(Records from a data source)
-- Opening Marker --

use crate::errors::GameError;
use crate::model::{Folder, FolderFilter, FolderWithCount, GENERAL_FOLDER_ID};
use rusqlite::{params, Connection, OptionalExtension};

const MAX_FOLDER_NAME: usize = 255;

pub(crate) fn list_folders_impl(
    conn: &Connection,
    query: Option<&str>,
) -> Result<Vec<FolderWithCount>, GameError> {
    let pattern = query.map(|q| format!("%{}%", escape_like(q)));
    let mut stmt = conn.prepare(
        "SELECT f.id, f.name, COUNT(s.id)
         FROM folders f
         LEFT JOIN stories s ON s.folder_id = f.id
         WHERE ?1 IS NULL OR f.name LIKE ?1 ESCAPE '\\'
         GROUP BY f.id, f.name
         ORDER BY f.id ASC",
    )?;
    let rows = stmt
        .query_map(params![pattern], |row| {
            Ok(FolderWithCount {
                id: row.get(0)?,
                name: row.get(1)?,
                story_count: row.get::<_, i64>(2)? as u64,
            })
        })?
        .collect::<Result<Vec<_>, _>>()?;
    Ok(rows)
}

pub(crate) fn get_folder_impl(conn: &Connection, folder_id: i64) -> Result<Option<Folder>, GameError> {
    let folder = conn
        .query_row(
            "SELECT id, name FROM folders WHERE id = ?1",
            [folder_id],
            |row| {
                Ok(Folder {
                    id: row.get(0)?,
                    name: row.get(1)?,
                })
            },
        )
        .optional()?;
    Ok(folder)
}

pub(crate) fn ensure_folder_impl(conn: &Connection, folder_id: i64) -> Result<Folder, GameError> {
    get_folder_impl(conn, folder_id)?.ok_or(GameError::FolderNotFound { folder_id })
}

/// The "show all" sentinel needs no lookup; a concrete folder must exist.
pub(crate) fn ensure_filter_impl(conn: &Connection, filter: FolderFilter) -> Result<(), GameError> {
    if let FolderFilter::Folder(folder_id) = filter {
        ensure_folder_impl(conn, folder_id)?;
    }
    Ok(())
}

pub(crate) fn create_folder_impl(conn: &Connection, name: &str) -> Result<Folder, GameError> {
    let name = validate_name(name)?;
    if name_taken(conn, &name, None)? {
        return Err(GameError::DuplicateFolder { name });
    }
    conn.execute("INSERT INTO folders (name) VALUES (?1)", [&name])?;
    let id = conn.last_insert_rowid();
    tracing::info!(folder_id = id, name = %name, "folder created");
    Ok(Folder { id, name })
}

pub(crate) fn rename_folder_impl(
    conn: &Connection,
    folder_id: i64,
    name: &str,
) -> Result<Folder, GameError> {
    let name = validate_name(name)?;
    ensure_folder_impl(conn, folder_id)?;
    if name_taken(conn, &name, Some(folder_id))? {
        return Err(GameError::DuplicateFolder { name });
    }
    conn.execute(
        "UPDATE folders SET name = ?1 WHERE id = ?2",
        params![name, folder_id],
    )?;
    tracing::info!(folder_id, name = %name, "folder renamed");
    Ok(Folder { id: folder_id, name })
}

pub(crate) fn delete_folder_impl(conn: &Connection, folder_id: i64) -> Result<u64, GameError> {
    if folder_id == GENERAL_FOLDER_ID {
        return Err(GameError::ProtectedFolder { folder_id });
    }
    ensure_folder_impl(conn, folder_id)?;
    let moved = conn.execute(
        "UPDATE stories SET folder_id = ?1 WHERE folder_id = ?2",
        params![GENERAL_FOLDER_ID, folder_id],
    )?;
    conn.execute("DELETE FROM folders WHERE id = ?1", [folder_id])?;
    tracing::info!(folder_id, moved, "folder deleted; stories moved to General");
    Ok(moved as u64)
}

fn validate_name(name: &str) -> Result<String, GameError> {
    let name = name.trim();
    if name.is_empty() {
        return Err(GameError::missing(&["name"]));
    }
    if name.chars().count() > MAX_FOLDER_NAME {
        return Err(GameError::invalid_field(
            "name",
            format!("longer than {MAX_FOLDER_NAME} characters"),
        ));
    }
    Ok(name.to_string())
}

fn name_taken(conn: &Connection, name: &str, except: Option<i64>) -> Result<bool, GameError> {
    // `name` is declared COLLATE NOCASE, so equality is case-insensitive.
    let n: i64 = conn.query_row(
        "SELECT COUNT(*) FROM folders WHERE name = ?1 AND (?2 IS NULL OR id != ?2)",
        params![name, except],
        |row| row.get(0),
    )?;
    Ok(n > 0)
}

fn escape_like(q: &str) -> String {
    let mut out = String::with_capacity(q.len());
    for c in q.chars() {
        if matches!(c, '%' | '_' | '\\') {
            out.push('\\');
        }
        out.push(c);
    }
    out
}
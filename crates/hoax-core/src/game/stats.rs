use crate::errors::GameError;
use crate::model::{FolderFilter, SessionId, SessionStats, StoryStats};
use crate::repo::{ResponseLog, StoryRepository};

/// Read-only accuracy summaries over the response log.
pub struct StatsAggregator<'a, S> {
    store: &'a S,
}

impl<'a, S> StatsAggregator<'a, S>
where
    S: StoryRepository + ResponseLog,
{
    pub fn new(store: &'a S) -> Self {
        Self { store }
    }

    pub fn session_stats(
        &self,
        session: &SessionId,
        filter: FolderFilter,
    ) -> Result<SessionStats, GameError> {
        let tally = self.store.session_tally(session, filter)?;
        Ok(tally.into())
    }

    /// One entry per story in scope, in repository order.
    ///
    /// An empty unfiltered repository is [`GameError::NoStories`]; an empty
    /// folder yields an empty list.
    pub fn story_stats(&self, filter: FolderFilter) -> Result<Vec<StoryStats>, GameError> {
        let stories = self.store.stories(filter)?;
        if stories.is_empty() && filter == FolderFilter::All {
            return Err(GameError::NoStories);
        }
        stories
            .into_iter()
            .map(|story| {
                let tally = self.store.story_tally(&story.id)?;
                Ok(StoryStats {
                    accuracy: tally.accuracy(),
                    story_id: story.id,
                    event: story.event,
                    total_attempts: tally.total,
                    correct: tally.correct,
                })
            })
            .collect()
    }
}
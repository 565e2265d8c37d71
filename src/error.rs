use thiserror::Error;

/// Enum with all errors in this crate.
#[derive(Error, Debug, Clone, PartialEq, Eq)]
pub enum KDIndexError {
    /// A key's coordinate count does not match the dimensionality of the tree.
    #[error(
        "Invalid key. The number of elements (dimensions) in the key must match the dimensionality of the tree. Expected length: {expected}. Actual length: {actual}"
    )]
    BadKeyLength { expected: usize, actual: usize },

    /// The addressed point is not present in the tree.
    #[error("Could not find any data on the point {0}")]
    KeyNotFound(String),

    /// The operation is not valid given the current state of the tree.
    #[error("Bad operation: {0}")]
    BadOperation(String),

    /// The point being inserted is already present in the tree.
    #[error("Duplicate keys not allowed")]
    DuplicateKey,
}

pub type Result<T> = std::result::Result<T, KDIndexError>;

-- Closing Marker --

The answer must hold only the lines from the first line of the data through the line bearing "FROM folders f", returned exactly.

• RESULT OF THIS EXERCISE:
use crate::errors::GameError;
use crate::model::{Folder, FolderFilter, FolderWithCount, GENERAL_FOLDER_ID};
use rusqlite::{params, Connection, OptionalExtension};

const MAX_FOLDER_NAME: usize = 255;

pub(crate) fn list_folders_impl(
    conn: &Connection,
    query: Option<&str>,
) -> Result<Vec<FolderWithCount>, GameError> {
    let pattern = query.map(|q| format!("%{}%", escape_like(q)));
    let mut stmt = conn.prepare(
        "SELECT f.id, f.name, COUNT(s.id)
         FROM folders f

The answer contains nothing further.